DOM la cupola del Pilastro è la sede operativa della compagnia teatrale Laminarie, che lo gestisce in convenzione con il Quartiere San Donato-San Vitale – Comune di Bologna. DOM è uno spazio di circa 600 mq situato nell’area del Pilastro a Bologna e attrezzato per ospitare attività performative, musicali, espositive. Lo spazio è stato progettato per essere adattabile a diverse modalità di utilizzo e per accogliere i diversi linguaggi delle arti contemporanee. Vi si trova un’area di lavoro con due palcoscenici in legno e un’area di servizio con uffici, depositi, attrezzeria, camerini. Lo spazio è dotato di un foyer con angolo bar. Il progetto di apertura di DOM da parte della compagnia Laminarie vede il nuovo spazio come un laboratorio delle arti che ha al suo centro la ricerca teatrale ma che è in grado di relazionarsi con altri linguaggi artistici, attraverso un dialogo continuo del quartiere con il pubblico, gli studenti, gli artisti, gli operatori e le altre Istituzioni culturali cittadine, in una prospettiva fortemente multidisciplinare e internazionale.

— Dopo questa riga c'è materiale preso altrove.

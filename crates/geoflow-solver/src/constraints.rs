//! Placement constraints.
//!
//! Per-instance constraints shrink each instance's allowed region set before
//! search. Global constraints bound a candidate's evaluated metrics: hard
//! bounds discard it, soft bounds only demote it in the ranking.

use std::collections::{BTreeMap, BTreeSet};

use tracing::debug;

use geoflow_core::{MetricBounds, RegionId};
use geoflow_store::{InstanceSpec, WorkflowConfigRow};

use crate::calculator::DeploymentMetrics;
use crate::error::{SolverError, SolverResult};
use crate::indexer::RegionIndexer;
use crate::loader::Datacenter;

/// Compute `allowed(i)` for every instance, in configuration order.
///
/// `datacenters` must be indexed by `indexer` (same order).
pub fn allowed_regions(
    workflow: &WorkflowConfigRow,
    datacenters: &[Datacenter],
    indexer: &RegionIndexer,
    overrides: Option<&BTreeMap<String, Vec<String>>>,
) -> SolverResult<Vec<Vec<usize>>> {
    if let Some(overrides) = overrides {
        for name in overrides.keys() {
            if !workflow.instances.iter().any(|i| &i.name == name) {
                return Err(SolverError::config(format!(
                    "per_instance_regions names unknown instance {name:?}"
                )));
            }
        }
    }

    let workflow_allow = workflow
        .allowed_regions
        .as_deref()
        .map(|list| parse_list(list, "workflow allowed_regions"))
        .transpose()?;
    let workflow_deny = parse_list(&workflow.disallowed_regions, "workflow disallowed_regions")?;

    workflow
        .instances
        .iter()
        .map(|instance| {
            let override_list = overrides
                .and_then(|o| o.get(&instance.name))
                .map(|list| {
                    let parsed = parse_list(list, "per_instance_regions")?;
                    if let Some(unknown) = parsed.iter().find(|id| indexer.index(id).is_none()) {
                        return Err(SolverError::config(format!(
                            "per_instance_regions for {:?} names unknown region {unknown}",
                            instance.name
                        )));
                    }
                    Ok(parsed)
                })
                .transpose()?;

            let allowed = instance_regions(
                workflow,
                instance,
                datacenters,
                indexer,
                &InstanceLists {
                    workflow_allow: workflow_allow.as_ref(),
                    workflow_deny: &workflow_deny,
                    override_allow: override_list.as_ref(),
                },
            )?;
            if allowed.is_empty() {
                return Err(SolverError::config(format!(
                    "no region satisfies the constraints of instance {:?}",
                    instance.name
                )));
            }
            debug!(instance = %instance.name, allowed = allowed.len(), "allowed regions computed");
            Ok(allowed)
        })
        .collect()
}

struct InstanceLists<'a> {
    workflow_allow: Option<&'a BTreeSet<RegionId>>,
    workflow_deny: &'a BTreeSet<RegionId>,
    override_allow: Option<&'a BTreeSet<RegionId>>,
}

fn instance_regions(
    workflow: &WorkflowConfigRow,
    instance: &InstanceSpec,
    datacenters: &[Datacenter],
    indexer: &RegionIndexer,
    lists: &InstanceLists<'_>,
) -> SolverResult<Vec<usize>> {
    let instance_allow = instance
        .allowed_regions
        .as_deref()
        .map(|list| parse_list(list, "instance allowed_regions"))
        .transpose()?;
    let instance_deny = parse_list(&instance.disallowed_regions, "instance disallowed_regions")?;

    let allow_lists: Vec<&BTreeSet<RegionId>> = [
        lists.workflow_allow,
        instance_allow.as_ref(),
        lists.override_allow,
    ]
    .into_iter()
    .flatten()
    .collect();

    let mut allowed = Vec::new();
    for (index, id) in indexer.iter() {
        let dc = &datacenters[index];
        let provider_ok = [workflow.providers.as_ref(), instance.providers.as_ref()]
            .into_iter()
            .flatten()
            .all(|providers| providers.iter().any(|p| *p == id.provider));
        if !provider_ok {
            continue;
        }
        if !allow_lists.iter().all(|list| list.contains(id)) {
            continue;
        }
        if lists.workflow_deny.contains(id) || instance_deny.contains(id) {
            continue;
        }
        // Opt-in regions need to be named by some allow-list.
        if dc.opt_in && !allow_lists.iter().any(|list| list.contains(id)) {
            continue;
        }
        if dc.max_memory_mb.is_some_and(|cap| instance.memory_mb > cap)
            || dc.max_timeout_s.is_some_and(|cap| instance.timeout_s > cap)
        {
            continue;
        }
        allowed.push(index);
    }
    Ok(allowed)
}

fn parse_list(list: &[String], what: &str) -> SolverResult<BTreeSet<RegionId>> {
    list.iter()
        .map(|text| {
            RegionId::parse(text).map_err(|e| SolverError::config(format!("{what}: {e}")))
        })
        .collect()
}

/// Global bounds on a candidate's evaluated metrics.
#[derive(Debug, Clone, Copy, Default)]
pub struct ConstraintChecker {
    pub hard: MetricBounds,
    pub soft: MetricBounds,
    /// Check soft bounds against the tail tuple instead of the expected one.
    pub soft_on_tail: bool,
}

impl ConstraintChecker {
    pub fn new(hard: MetricBounds, soft: MetricBounds, soft_on_tail: bool) -> Self {
        Self {
            hard,
            soft,
            soft_on_tail,
        }
    }

    /// Whether the expected metrics satisfy every hard bound.
    pub fn admits(&self, metrics: &DeploymentMetrics) -> bool {
        self.hard.violations(&metrics.expected) == 0
    }

    pub fn hard_violations(&self, metrics: &DeploymentMetrics) -> u32 {
        self.hard.violations(&metrics.expected)
    }

    pub fn soft_violations(&self, metrics: &DeploymentMetrics) -> u32 {
        let tuple = if self.soft_on_tail {
            &metrics.tail
        } else {
            &metrics.expected
        };
        self.soft.violations(tuple)
    }
}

DOM ha ricevuto il premio speciale UBU nel 2012 con la seguente motivazione: “Dom di Laminarie, spazio che lavora sui confini tra produzione in residenza e ospitalità, tra città e periferia, tra migrazione e memoria, tra infanzia e età adulta, tra ricerca teatrale e ascolto dell’ambiente circostante al quartiere Pilastro di Bologna.”
Aprire un teatro
di Massimo Marino
dal blog Controscene – IlCorriereDiBologna.it
27 novembre 2009 «Aprire un teatro oggi significa, o dovrebbe significare, rifondarlo: cosa, appunto, delicatissima. Rifondare un Teatro è come rifondare una società democratica, basata sull’essere e non sull’apparenza, sulla giustizia e non sulla rapina, sulla lealtà dei propositi e non sulla mistificazione, sull’uso corretto ed egualitario dei mezzi e non sullo squilibrio, sulla solidarietà concreta e disinteressata, e non parolaia o d’effimero consenso.
Il Teatro è veramente lo specchi profondo del Tempo. (…) E allora bisogna ricominciare con semplicità e realismo, piccoli passi, ma determinati, grande apertura, ma non qualunquismo, inizio di una rete di teatri differenti, ma che abbiano la stessa vocazione di fondo: teatro tra la gente, ma non per il consenso strumentale e acritico della gente». Era il 1995. Leo de Berardinis scriveva le parole che avete appena letto per l’inaugurazione del Teatro Laboratorio San Leonardo – Spazio della Memoria di via San Vitale. Le ricordiamo come augurio, oggi che nella periferia di Bologna apre un nuovo spazio dedicato alla scena e alle arti contemporanee. La vecchia cupola del Pilastro, già onorata palestra, luogo di riunioni, balera, sede di laboratori e molto altro, la vedrete completamente trasformata. Lo spazio è tutto graticciato; il pavimento è stato tutto coperto di legno: è diventato un grande palcoscenico di 300 metri quadrati. Ora si chiama Dom – La cupola del Pilastro.
Lo apre Laminarie, Bruna Gambarelli e Febo Dal Zozzo, due che mischiano le cose, le competenze: lei filosofa, studiosa di Simone Weil, drammaturga; lui un artigaino che si è formato con la Raffaello Sanzio, uno che sembra ingaggiare dei corpo a corpo con la materia, il ferro, la terra, le foglie delle scene, le storie che trasforma in visioni, i corpi che danno loro sostanza… Oggi ci sono laboratori per bambini e stasera uno spazio aperto, con performance, video e dj set. Domani si parlerà di Simone Weil, si presenterà una nuova rivista autoprodotta, «Ampio raggio», si verdà uno spettacolo sulle lettere della filosofa francese che si fece operaia, che volle guardare il mondo dal basso, dall’altezza delle cose e delle persone umili, che si fece operaia.
E’ quasi un manifesto, per un teatro ambientato nella periferia estrema, dove si devono mescolare idee, correnti e vite comuni. Ieri, alla vigilia dell’inaugurazione, la Cupola era piena di persone affancendate, nel foyer, al bar, nell’ufficio, nei laboratori e nei camerini con i pavimenti di mattonelle simili a quelle delle case popolari del Serpentone, con ragazzi del quartiere che nel teatro provavano le musiche e ballavano, con altri che allestivano gli spazi di passaggio bianchi dove campeggia la scritta «Il teatro valorizza gli imprevisti».